A synchronized method or block works on a given monitor. Synchronized non-static methods all synchronize on the Java instance of a class. Each instance has a lock monitor. For the case of static methods, what object does static synchronized methods use for locking? The static synchronized statements obtain a lock on the Class object. The following example show you few ways to access the class object:
class MyClass {


    public static void main(String[] args) {
        //you can access class object through an instance of that class
        MyClass objectinstance = new MyClass();
        java.lang.Class myclass1 = objectinstance.getClass();

        //non-instance ways
        java.lang.Class myclass2 = Myclass.class;
 java.lang.Class myclass3 = Class.forName("MyClass");
    }

}
The JVM creates a Class object when the class is loaded (When it is used for the first time).
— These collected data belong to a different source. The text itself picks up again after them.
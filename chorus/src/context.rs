use std::sync::Arc;
use std::time::Duration;

use uuid::Uuid;

use chorus_protocol::control::PeerDescriptor;

use crate::config::Config;
use crate::peer::manager::PeerManager;
use crate::peer::PeerHandle;

/// Everything a running node hangs off: configuration, the peer
/// manager, and the local peer. Passed explicitly wherever it is
/// needed; there are no global singletons.
pub struct Context {
    config: Config,
    manager: Arc<PeerManager>,
}

impl Context {
    /// Builds a context with a freshly minted identity. Embedders that
    /// persist the stable uuid across restarts use
    /// [`Context::with_identity`] instead.
    pub fn new(config: Config) -> Context {
        let descriptor = PeerDescriptor {
            uuid: Uuid::new_v4(),
            instance_uuid: Uuid::new_v4(),
            name: config.name.clone(),
            version: env!("CARGO_PKG_VERSION").to_string(),
            capacities: vec![],
        };

        Context::with_identity(config, descriptor)
    }

    pub fn with_identity(config: Config, descriptor: PeerDescriptor) -> Context {
        let timeout = Duration::from_millis(config.no_response_timeout_ms);
        let manager = PeerManager::new(descriptor, timeout);

        Context { config, manager }
    }

    pub fn config(&self) -> &Config {
        &self.config
    }

    pub fn manager(&self) -> &Arc<PeerManager> {
        &self.manager
    }

    pub fn local_peer(&self) -> &PeerHandle {
        self.manager.local()
    }
}
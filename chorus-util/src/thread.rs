use std::ffi::CString;
use std::sync::atomic::{AtomicBool, Ordering};

pub fn start(name: &'static str, func: impl FnOnce() + Send + 'static) -> std::thread::JoinHandle<()> {
    std::thread::Builder::new()
        .name(name.to_string())
        .spawn(move || {
            set_name(name);
            func()
        })
        .expect("spawning thread")
}

pub fn set_name(name: &str) {
    let Ok(cstr) = CString::new(name) else { return };

    unsafe {
        libc::pthread_setname_np(libc::pthread_self(), cstr.as_ptr());
    }
}

/// Ask the OS for realtime scheduling on the calling thread. Failure is
/// expected when running unprivileged, warn once and carry on.
pub fn set_realtime_priority() {
    let param = libc::sched_param { sched_priority: 99 };
    let rc = unsafe { libc::sched_setscheduler(0, libc::SCHED_FIFO, &param) };

    if rc < 0 {
        static WARNED: AtomicBool = AtomicBool::new(false);
        if !WARNED.swap(true, Ordering::Relaxed) {
            let err = std::io::Error::last_os_error();
            log::warn!("failed to set realtime thread priority: {err}");
        }
    }
}
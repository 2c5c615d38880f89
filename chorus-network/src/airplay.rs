use std::io;
use std::net::{SocketAddr, UdpSocket};
use std::sync::atomic::{AtomicBool, Ordering};
use std::sync::Arc;
use std::time::Duration;

use thiserror::Error;

use chorus_protocol::ntp::NtpTimestamp;
use chorus_protocol::packet::{
    build_audio, build_sync, build_timing, parse_resend, parse_timing, ResendRange, TimingStamps,
};
use chorus_protocol::rtp::{PayloadType, RtpHeader};

use crate::socket::{bind_from, BindError};

const MAX_DATAGRAM: usize = 2048;

#[derive(Debug, Error)]
pub enum SendError {
    #[error("client port not established")]
    NoClient,
    #[error("socket: {0}")]
    Socket(#[from] io::Error),
}

/// Events the receive loop surfaces to the sink layer. Timing requests
/// are answered inline and never reach the sink.
#[derive(Debug, Clone, Copy, PartialEq, Eq)]
pub enum TransportEvent {
    ResendRequested(ResendRange),
}

/// RTP dialect spoken by AirPlay speakers, over one bound UDP socket:
/// audio packets and sync beacons out, timing requests answered in
/// place, range-resend requests surfaced upward.
pub struct AirplayTransport {
    socket: UdpSocket,
    client: Option<SocketAddr>,
    session_id: u32,
    streaming: bool,
    shutdown: Arc<AtomicBool>,
    // per-session payload encryption hook; the transformation itself
    // is not applied yet
    #[allow(unused)]
    aes_key: Option<[u8; 16]>,
    #[allow(unused)]
    aes_iv: Option<[u8; 16]>,
}

impl Drop for AirplayTransport {
    fn drop(&mut self) {
        self.shutdown.store(true, Ordering::Relaxed);
    }
}

impl AirplayTransport {
    pub fn bind(base_port: u16) -> Result<AirplayTransport, BindError> {
        let socket = bind_from(base_port)?;

        Ok(AirplayTransport {
            socket,
            client: None,
            session_id: rand::random(),
            streaming: false,
            shutdown: Arc::new(AtomicBool::new(false)),
            aes_key: None,
            aes_iv: None,
        })
    }

    pub fn local_port(&self) -> io::Result<u16> {
        Ok(self.socket.local_addr()?.port())
    }

    pub fn session_id(&self) -> u32 {
        self.session_id
    }

    /// Records where audio and sync packets go. Nothing is sent before
    /// this is known.
    pub fn set_client(&mut self, addr: SocketAddr) {
        self.client = Some(addr);
    }

    pub fn set_session_keys(&mut self, key: [u8; 16], iv: [u8; 16]) {
        self.aes_key = Some(key);
        self.aes_iv = Some(iv);
    }

    fn require_client(&self) -> Result<SocketAddr, SendError> {
        self.client.ok_or(SendError::NoClient)
    }

    /// Sends one audio packet and returns its sequence number together
    /// with the raw bytes, which the caller keeps for resends.
    pub fn send_audio(
        &mut self,
        timestamp: u32,
        payload: &[u8],
        frames_per_packet: u32,
    ) -> Result<(u16, Vec<u8>), SendError> {
        let client = self.require_client()?;

        let is_first = !self.streaming;
        let packet = build_audio(timestamp, self.session_id, is_first, payload, frames_per_packet);

        self.socket.send_to(&packet, client)?;
        self.streaming = true;

        let header = RtpHeader::parse(&packet).expect("own packet parses");
        Ok((header.seqnum, packet))
    }

    /// Re-sends a previously built audio packet verbatim.
    pub fn resend(&self, packet: &[u8]) -> Result<(), SendError> {
        let client = self.require_client()?;
        self.socket.send_to(packet, client)?;
        Ok(())
    }

    pub fn send_sync(&self, next_timestamp: u32, latency: u32, is_first: bool) -> Result<(), SendError> {
        let client = self.require_client()?;
        let packet = build_sync(next_timestamp, latency, chorus_util::time::now(), is_first);
        self.socket.send_to(&packet, client)?;
        Ok(())
    }

    /// Spawns the blocking receive loop on its own thread. Parsed
    /// events are handed to `on_event`, which is expected to funnel
    /// them back onto the control context. The thread winds down
    /// shortly after the transport is dropped.
    pub fn spawn_receiver(
        &self,
        on_event: impl Fn(TransportEvent) + Send + 'static,
    ) -> io::Result<std::thread::JoinHandle<()>> {
        let socket = self.socket.try_clone()?;
        socket.set_read_timeout(Some(Duration::from_secs(1)))?;

        let shutdown = self.shutdown.clone();

        Ok(chorus_util::thread::start("chorus/airplay-rx", move || {
            receive_loop(&socket, &shutdown, on_event);
        }))
    }
}

fn receive_loop(socket: &UdpSocket, shutdown: &AtomicBool, on_event: impl Fn(TransportEvent)) {
    let mut buf = [0u8; MAX_DATAGRAM];

    while !shutdown.load(Ordering::Relaxed) {
        let (len, from) = match socket.recv_from(&mut buf) {
            Ok(received) => received,
            Err(e) if matches!(e.kind(), io::ErrorKind::WouldBlock | io::ErrorKind::TimedOut) => {
                continue;
            }
            Err(e) => {
                log::warn!("receiving airplay packet: {e:?}");
                continue;
            }
        };

        match handle_datagram(&buf[..len], chorus_util::time::now()) {
            DatagramAction::Reply(reply) => {
                if let Err(e) = socket.send_to(&reply, from) {
                    log::warn!("replying to timing request: {e:?}");
                }
            }
            DatagramAction::Surface(event) => on_event(event),
            DatagramAction::Ignore => {}
        }
    }
}

enum DatagramAction {
    Reply(Vec<u8>),
    Surface(TransportEvent),
    Ignore,
}

/// Classifies one inbound datagram. Malformed or unexpected packets
/// are dropped, never fatal.
fn handle_datagram(packet: &[u8], now_millis: f64) -> DatagramAction {
    let Some(header) = RtpHeader::parse(packet) else {
        log::debug!("dropping unparseable datagram ({} bytes)", packet.len());
        return DatagramAction::Ignore;
    };

    match header.payload_type {
        PayloadType::TimingRequest => match parse_timing(packet) {
            Some((request, stamps)) => {
                DatagramAction::Reply(timing_response(request, stamps, now_millis))
            }
            None => {
                log::debug!("dropping short timing request");
                DatagramAction::Ignore
            }
        },
        PayloadType::RangeResend => match parse_resend(packet) {
            Some((_, range)) => DatagramAction::Surface(TransportEvent::ResendRequested(range)),
            None => DatagramAction::Ignore,
        },
        other => {
            log::debug!("dropping unexpected {other:?} packet");
            DatagramAction::Ignore
        }
    }
}

/// Reflects a timing request: reference = the requester's send time,
/// received and send = our clock now, sequence number preserved.
fn timing_response(request: RtpHeader, stamps: TimingStamps, now_millis: f64) -> Vec<u8> {
    let header = RtpHeader {
        extension: false,
        source: 0,
        marker: true,
        payload_type: PayloadType::TimingResponse,
        seqnum: request.seqnum,
    };

    let now = NtpTimestamp::from_millis(now_millis);

    build_timing(
        header,
        TimingStamps {
            reference: NtpTimestamp::from_millis(stamps.send.to_millis()),
            received: now,
            send: now,
        },
    )
}

#[cfg(test)]
mod tests {
    use super::*;
    use chorus_protocol::packet::build_timing;

    fn timing_request(seqnum: u16, send_millis: f64) -> Vec<u8> {
        build_timing(
            RtpHeader::new(PayloadType::TimingRequest, seqnum),
            TimingStamps {
                reference: NtpTimestamp::default(),
                received: NtpTimestamp::default(),
                send: NtpTimestamp::from_millis(send_millis),
            },
        )
    }

    #[test]
    fn reflects_timing_requests() {
        let request = timing_request(41, 1_700_000_000_000.0);

        let DatagramAction::Reply(reply) = handle_datagram(&request, 5000.0) else {
            panic!("expected a timing reply");
        };

        let (header, stamps) = parse_timing(&reply).unwrap();
        assert_eq!(header.payload_type, PayloadType::TimingResponse);
        assert_eq!(header.seqnum, 41);

        assert!((stamps.reference.to_millis() - 1_700_000_000_000.0).abs() < 1.0);
        assert!((stamps.received.to_millis() - 5000.0).abs() < 1.0);
        assert!((stamps.send.to_millis() - 5000.0).abs() < 1.0);
    }

    #[test]
    fn surfaces_resend_ranges() {
        let mut packet = vec![0u8; 8];
        packet[..4].copy_from_slice(&RtpHeader::new(PayloadType::RangeResend, 1).encode());
        packet[4..6].copy_from_slice(&100u16.to_be_bytes());
        packet[6..8].copy_from_slice(&3u16.to_be_bytes());

        match handle_datagram(&packet, 0.0) {
            DatagramAction::Surface(TransportEvent::ResendRequested(range)) => {
                assert_eq!(range, ResendRange { missed_seq: 100, missed_count: 3 });
            }
            _ => panic!("expected a resend event"),
        }
    }

    #[test]
    fn drops_malformed_packets() {
        assert!(matches!(handle_datagram(&[], 0.0), DatagramAction::Ignore));
        assert!(matches!(handle_datagram(&[0x80], 0.0), DatagramAction::Ignore));
        // valid header, truncated timing body
        let short = &timing_request(1, 0.0)[..10];
        assert!(matches!(handle_datagram(short, 0.0), DatagramAction::Ignore));
    }

    #[test]
    fn refuses_to_send_without_client() {
        let mut transport = AirplayTransport::bind(40_000).unwrap();
        assert!(matches!(
            transport.send_audio(0, &[], 352),
            Err(SendError::NoClient)
        ));
        assert!(matches!(transport.send_sync(0, 0, true), Err(SendError::NoClient)));
    }

    #[test]
    fn first_audio_packet_carries_the_marker() {
        let receiver = UdpSocket::bind("127.0.0.1:0").unwrap();
        let mut transport = AirplayTransport::bind(40_100).unwrap();
        transport.set_client(receiver.local_addr().unwrap());

        let (seq_a, first) = transport.send_audio(352 * 2, &[0u8; 8], 352).unwrap();
        let (seq_b, second) = transport.send_audio(352 * 3, &[0u8; 8], 352).unwrap();

        assert_eq!(seq_a, 2);
        assert_eq!(seq_b, 3);
        assert!(RtpHeader::parse(&first).unwrap().marker);
        assert!(!RtpHeader::parse(&second).unwrap().marker);
    }
}
use heapless::{HistoryBuffer, Vec};

/// Bounded ring of recent numeric samples. Timing probes are
/// heavy-tailed under network spikes, so consumers reach for the median
/// rather than the mean.
#[derive(Default)]
pub struct SampleWindow<const N: usize> {
    samples: HistoryBuffer<f64, N>,
}

impl<const N: usize> SampleWindow<N> {
    pub fn new() -> Self {
        SampleWindow { samples: HistoryBuffer::new() }
    }

    /// Appends a sample, evicting the oldest once the window is full.
    pub fn push(&mut self, value: f64) {
        self.samples.write(value);
    }

    pub fn len(&self) -> usize {
        self.samples.len()
    }

    pub fn is_empty(&self) -> bool {
        self.samples.len() == 0
    }

    /// True once the window holds at least `count` samples.
    pub fn is_full(&self, count: usize) -> bool {
        self.samples.len() >= count
    }

    pub fn flush(&mut self) {
        self.samples = HistoryBuffer::new();
    }

    pub fn median(&self) -> Option<f64> {
        if self.is_empty() {
            return None;
        }

        let mut sorted = Vec::<f64, N>::new();
        sorted.extend_from_slice(&self.samples).unwrap();
        sorted.sort_unstable_by(f64::total_cmp);

        let mid = sorted.len() / 2;
        if sorted.len() % 2 == 1 {
            Some(sorted[mid])
        } else {
            Some((sorted[mid - 1] + sorted[mid]) / 2.0)
        }
    }

    pub fn mean(&self) -> Option<f64> {
        if self.is_empty() {
            return None;
        }

        let sum: f64 = self.samples.iter().sum();
        Some(sum / self.samples.len() as f64)
    }
}
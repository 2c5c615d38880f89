pub mod airplay;
pub mod socket;

pub use airplay::{AirplayTransport, SendError, TransportEvent};
pub use socket::BindError;
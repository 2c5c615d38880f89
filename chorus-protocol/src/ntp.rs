/// 8 byte fixed-point time representation used by the AirPlay timing
/// exchange: big-endian integer seconds, then big-endian fractional
/// seconds with denominator 2^32.
#[derive(Debug, Clone, Copy, PartialEq, Eq, Default)]
pub struct NtpTimestamp {
    pub seconds: u32,
    pub fraction: u32,
}

pub const NTP_SIZE: usize = 8;

const FRACTION_UNIT: f64 = 4294967296.0; // 2^32

impl NtpTimestamp {
    /// Converts from milliseconds. Negative inputs clamp to zero,
    /// values past the representable range saturate.
    pub fn from_millis(millis: f64) -> NtpTimestamp {
        let millis = millis.max(0.0);

        let mut seconds = (millis / 1000.0).floor() as u64;
        let frac_millis = millis - (seconds as f64) * 1000.0;
        let mut fraction = ((frac_millis / 1000.0) * FRACTION_UNIT).round() as u64;

        // rounding can push the fraction to a whole second
        if fraction >= 1 << 32 {
            seconds += 1;
            fraction = 0;
        }

        if seconds > u64::from(u32::MAX) {
            return NtpTimestamp { seconds: u32::MAX, fraction: u32::MAX };
        }

        NtpTimestamp {
            seconds: seconds as u32,
            fraction: fraction as u32,
        }
    }

    pub fn to_millis(self) -> f64 {
        let seconds = f64::from(self.seconds);
        let fraction = f64::from(self.fraction) / FRACTION_UNIT;
        (seconds + fraction) * 1000.0
    }

    pub fn write(self, out: &mut [u8]) {
        out[0..4].copy_from_slice(&self.seconds.to_be_bytes());
        out[4..8].copy_from_slice(&self.fraction.to_be_bytes());
    }

    pub fn parse(bytes: &[u8]) -> Option<NtpTimestamp> {
        if bytes.len() < NTP_SIZE {
            return None;
        }

        Some(NtpTimestamp {
            seconds: u32::from_be_bytes(bytes[0..4].try_into().unwrap()),
            fraction: u32::from_be_bytes(bytes[4..8].try_into().unwrap()),
        })
    }
}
Once a class is loaded into a JVM, the same class will not be loaded again. The JVM creates one instance of Class for each class that is loaded, The Class instances are Objects and can be synchronized via static synchronized methods.
For example
class MyClass  {
  ...
  public synchronized static someMethod() {
    ...
  }
  ...
}
It is the equivalent to the following static synchronized block:
synchronized ( MyClass.class ) {
...
}
In some situatios, you need to protect access static variables, the locking an object instance does not automatically protect access to static variables, because there may have more than one instances and all of them use the same static variables. You have to obtain a lock on the Class vs an instance of the class. A static synchronized block can be use to protect access to static varibales, a lock on a static method has no effect on any instances of that class (see the Java Language Specification). For example,
class BumpTest {

 int count;
 static int classCount;
 void synchronized bump() {
  count++;

  try {
   synchronized (BumpTest.class) { 
                        //or synchronized (Class.forname("BumpTest"))
    classCount++;
   }
  } catch (ClassNotFoundException e) {
 }
    ...
}
Static variables, like static methods, are not inherited, but are accessible from within the body of the class definition and through an explicit reference to the defining class's name. Adding a new static synchronized method in a subclass cannot protect other threads to access static variables defined in its superclass nor should you use synchronized(this.getClass()) which locks the actual Class might be the subclass. An explicit block synchronization with "none-instance way to get Class" is the preferred way.

 synchronized Methods
A synchronized method acquires a monitor  before it executes. For a class (static) method, the monitor associated with the Class object for the method's class is used. For an instance method, the monitor associated with this (the object for which the method was invoked) is used.